Augmentation des solutions de mode de garde, réservation de 10 % des places de crèches pour les enfants de familles défavorisées, développement de dispositifs d’accompagnement vers l’emploi pour les familles les plus fragiles… Des propositions « certes intéressantes mais encore trop limitées au regard des besoins des familles », estime le CNLE. Selon lui, « il conviendrait que l’on puisse aller plus loin dans l’articulation des actions d’accompagnement vers l’emploi avec l’offre de garde des jeunes enfants, en encourageant et en multipliant les bonnes pratiques issues de l’expérimentation et du secteur privé ». Secteur dans lequel se sont développées des crèches à vocation d’insertion professionnelle mettant l’accent sur le coaching des personnes en insertion et sur la sécurisation des parents(8).

En outre, hormis la revalorisation exceptionnelle, entre 2014 et 2018, de l’allocation de soutien familial (+ 25 %) et du complément familial (+ 50 %), le plan « pauvreté » n’est pas doté de mesures et de moyens suffisamment ambitieux pour réduire le taux de pauvreté des enfants et des familles monoparentales, regrette le CNLE.

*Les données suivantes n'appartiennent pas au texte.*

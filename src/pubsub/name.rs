//! Node identity: keys and node names.
//!
//! A node is addressed by a [`NodeName`], an ordered list of
//! domain/value [`Key`]s with each domain appearing at most once. Names
//! compare shorter-first, then key by key, which gives the node table a
//! total order.

use std::cmp::Ordering;
use std::fmt;

use crate::json::Value;

/// One domain/value pair of a node name.
#[derive(Clone, Debug, PartialEq, Eq, Hash)]
pub struct Key {
    domain: String,
    value: String,
}

impl Key {
    #[must_use]
    pub fn new(domain: impl Into<String>, value: impl Into<String>) -> Self {
        Key { domain: domain.into(), value: value.into() }
    }

    #[must_use]
    pub fn domain(&self) -> &str {
        &self.domain
    }

    #[must_use]
    pub fn value(&self) -> &str {
        &self.value
    }
}

impl PartialOrd for Key {
    fn partial_cmp(&self, other: &Self) -> Option<Ordering> {
        Some(self.cmp(other))
    }
}

impl Ord for Key {
    fn cmp(&self, other: &Self) -> Ordering {
        (&self.domain, &self.value).cmp(&(&other.domain, &other.value))
    }
}

impl fmt::Display for Key {
    fn fmt(&self, f: &mut fmt::Formatter<'_>) -> fmt::Result {
        write!(f, "{}: {}", self.domain, self.value)
    }
}

/// Canonical identity of a node.
///
/// Keys are kept sorted by domain. Two names are equal when their key
/// sequences are equal; ordering compares lengths first (shorter names
/// sort first), then keys pairwise.
#[derive(Clone, Debug, Default, PartialEq, Eq, Hash)]
pub struct NodeName {
    keys: Vec<Key>,
}

impl NodeName {
    #[must_use]
    pub fn new() -> Self {
        NodeName { keys: Vec::new() }
    }

    /// Build a name from a JSON object, sorting properties by domain.
    ///
    /// String property values keep their text; any other value
    /// contributes its JSON form.
    #[must_use]
    pub fn from_json_object(object: &Value) -> Self {
        let mut name = NodeName::new();
        if let Some(object) = object.as_object() {
            for (domain, value) in object.iter() {
                let text = match value.as_str() {
                    Some(s) => s.to_string(),
                    None => value.to_json(),
                };
                name.add(Key::new(domain, text));
            }
        }
        name
    }

    /// Insert a key, keeping domain order; an existing domain's value is
    /// replaced.
    pub fn add(&mut self, key: Key) -> &mut Self {
        match self.keys.binary_search_by(|k| k.domain().cmp(key.domain())) {
            Ok(pos) => self.keys[pos] = key,
            Err(pos) => self.keys.insert(pos, key),
        }
        self
    }

    #[must_use]
    pub fn find_key(&self, domain: &str) -> Option<&Key> {
        self.keys
            .binary_search_by(|k| k.domain().cmp(domain))
            .ok()
            .map(|pos| &self.keys[pos])
    }

    #[must_use]
    pub fn keys(&self) -> &[Key] {
        &self.keys
    }

    #[must_use]
    pub fn is_empty(&self) -> bool {
        self.keys.is_empty()
    }

    /// Render the name back to a JSON object of domain/value strings.
    #[must_use]
    pub fn to_json(&self) -> Value {
        Value::object(
            self.keys
                .iter()
                .map(|k| (k.domain().to_string(), Value::from(k.value())))
                .collect::<Vec<_>>(),
        )
    }
}

impl PartialOrd for NodeName {
    fn partial_cmp(&self, other: &Self) -> Option<Ordering> {
        Some(self.cmp(other))
    }
}

impl Ord for NodeName {
    fn cmp(&self, other: &Self) -> Ordering {
        self.keys
            .len()
            .cmp(&other.keys.len())
            .then_with(|| self.keys.cmp(&other.keys))
    }
}

impl FromIterator<Key> for NodeName {
    fn from_iter<I: IntoIterator<Item = Key>>(iter: I) -> Self {
        let mut name = NodeName::new();
        for key in iter {
            name.add(key);
        }
        name
    }
}

impl fmt::Display for NodeName {
    fn fmt(&self, f: &mut fmt::Formatter<'_>) -> fmt::Result {
        write!(f, "{{")?;
        for (i, key) in self.keys.iter().enumerate() {
            if i > 0 {
                write!(f, ", ")?;
            }
            write!(f, "{key}")?;
        }
        write!(f, "}}")
    }
}

#[cfg(test)]
mod tests {
    use super::*;
    use crate::json::Value;

    fn name(pairs: &[(&str, &str)]) -> NodeName {
        pairs.iter().map(|(d, v)| Key::new(*d, *v)).collect()
    }

    #[test]
    fn test_keys_sorted_by_domain() {
        let n = name(&[("b", "2"), ("a", "1"), ("c", "3")]);
        let domains: Vec<&str> = n.keys().iter().map(Key::domain).collect();
        assert_eq!(domains, vec!["a", "b", "c"]);
    }

    #[test]
    fn test_add_replaces_existing_domain() {
        let mut n = name(&[("a", "1")]);
        n.add(Key::new("a", "other"));
        assert_eq!(n.keys().len(), 1);
        assert_eq!(n.find_key("a").unwrap().value(), "other");
    }

    #[test]
    fn test_shorter_names_sort_first() {
        let short = name(&[("z", "9")]);
        let long = name(&[("a", "1"), ("b", "2")]);
        assert!(short < long);
    }

    #[test]
    fn test_same_length_compares_keys() {
        let a = name(&[("a", "1"), ("b", "2")]);
        let b = name(&[("a", "1"), ("b", "3")]);
        assert!(a < b);
        assert_ne!(a, b);
    }

    #[test]
    fn test_from_json_object_stringifies_values() {
        let object = Value::from_serde(&serde_json::json!({
            "market": "bananas",
            "limit": 5,
            "active": true
        }));
        let n = NodeName::from_json_object(&object);
        assert_eq!(n.find_key("market").unwrap().value(), "bananas");
        assert_eq!(n.find_key("limit").unwrap().value(), "5");
        assert_eq!(n.find_key("active").unwrap().value(), "true");
    }

    #[test]
    fn test_to_json_round_trip() {
        let n = name(&[("p1", "a"), ("p2", "b")]);
        assert_eq!(NodeName::from_json_object(&n.to_json()), n);
    }

    #[test]
    fn test_find_key_missing_domain() {
        let n = name(&[("a", "1")]);
        assert!(n.find_key("b").is_none());
    }
}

Renforcement du droit à la santé

Renforcer les services de protection maternelle et infantile (PMI), les sénatrices Michelle Meunier (PS) et Muguette Dini (UDI) le préconisaient déjà en 2014 dans leur rapport sur la protection de l’enfance(9). En vain. Le CNLE reprend donc à son compte cette proposition, regrettant que la loi du 26 janvier 2016 de modernisation de notre système de santé(10) ne s’en soit pas non plus emparée. L’instance demande donc une nouvelle fois « que les missions et le rôle des PMI soient reconnus et leurs moyens améliorés (en particulier en milieu rural). Les PMI doivent pouvoir notamment renforcer leurs actions hors les murs et leurs techniques d’accueil et “aller vers” les populations les plus éloignées du système de santé ».

Par ailleurs, pour le CNLE et comme l’ont déjà suggéré le défenseur des droits et l’IGAS, fusionner l’aide médicale de l’Etat (AME) et la couverture maladie universelle (CMU) pourrait permettre aux étrangers en situation irrégulière d’avoir un meilleur accès aux soins. Il s’agirait là non seulement d’une « grande réforme humaniste », mais aussi d’une « réforme pragmatique sur le plan économique car elle permettrait de réduire les coûts de gestion engendrés par la cohabitation de ces deux systèmes ». La CMU serait ainsi rendue accessible à toutes les personnes installées sur le territoire français justifiant de revenus inférieurs au seuil de pauvreté.

Le conseil insiste, en outre, pour que les bénéficiaires du revenu de solidarité active et de l’allocation de solidarité aux personnes âgées aient automatiquement droit à la CMU complémentaire (CMU-C) et à l’aide à l’acquisition d’une couverture complémentaire santé.

S’agissant enfin de Mayotte, l’instance demande que la CMU et la CMU-C y soient mises en place et qu’un dispositif identique à celui de l’AME y soit créé. « En l’absence d’autre option », il suggère aussi « l’affiliation directe des mineurs à l’assurance maladie ».

Notes

(1) Contribution disp. sur www.cnle.gouv.fr.

(2) Voir ASH n° 2948 du 19-02-16, p. 16.

(3) Voir ASH n° 2900 du 6-03-15, p. 6.

(4) Voir ASH n° 2896 du 6-02-15, p. 5.

(5) Voir en dernier lieu ASH n° 2944 du 22-01-16, p. 8.

(6) Voir notamment ASH n° 2922 du 28-08-15, p. 52.

(7) L’Union nationale des centres communaux et intercommunaux d’action sociale avait déjà alerté les pouvoirs publics sur le manque de moyens et de coordination en la matière – Voir ASH n° 2905 du 10-04-15, p. 8.

(8) Voir le « Décryptage » dans ASH n° 2884 du 21-11-14, p. 28.

(9) Voir ASH n° 2866 du 27-06-14, p. 5.

(10) Voir ASH n° 2939 du 25-12-15, p. 35 et n° 2945 du 29-01-16, p. 38.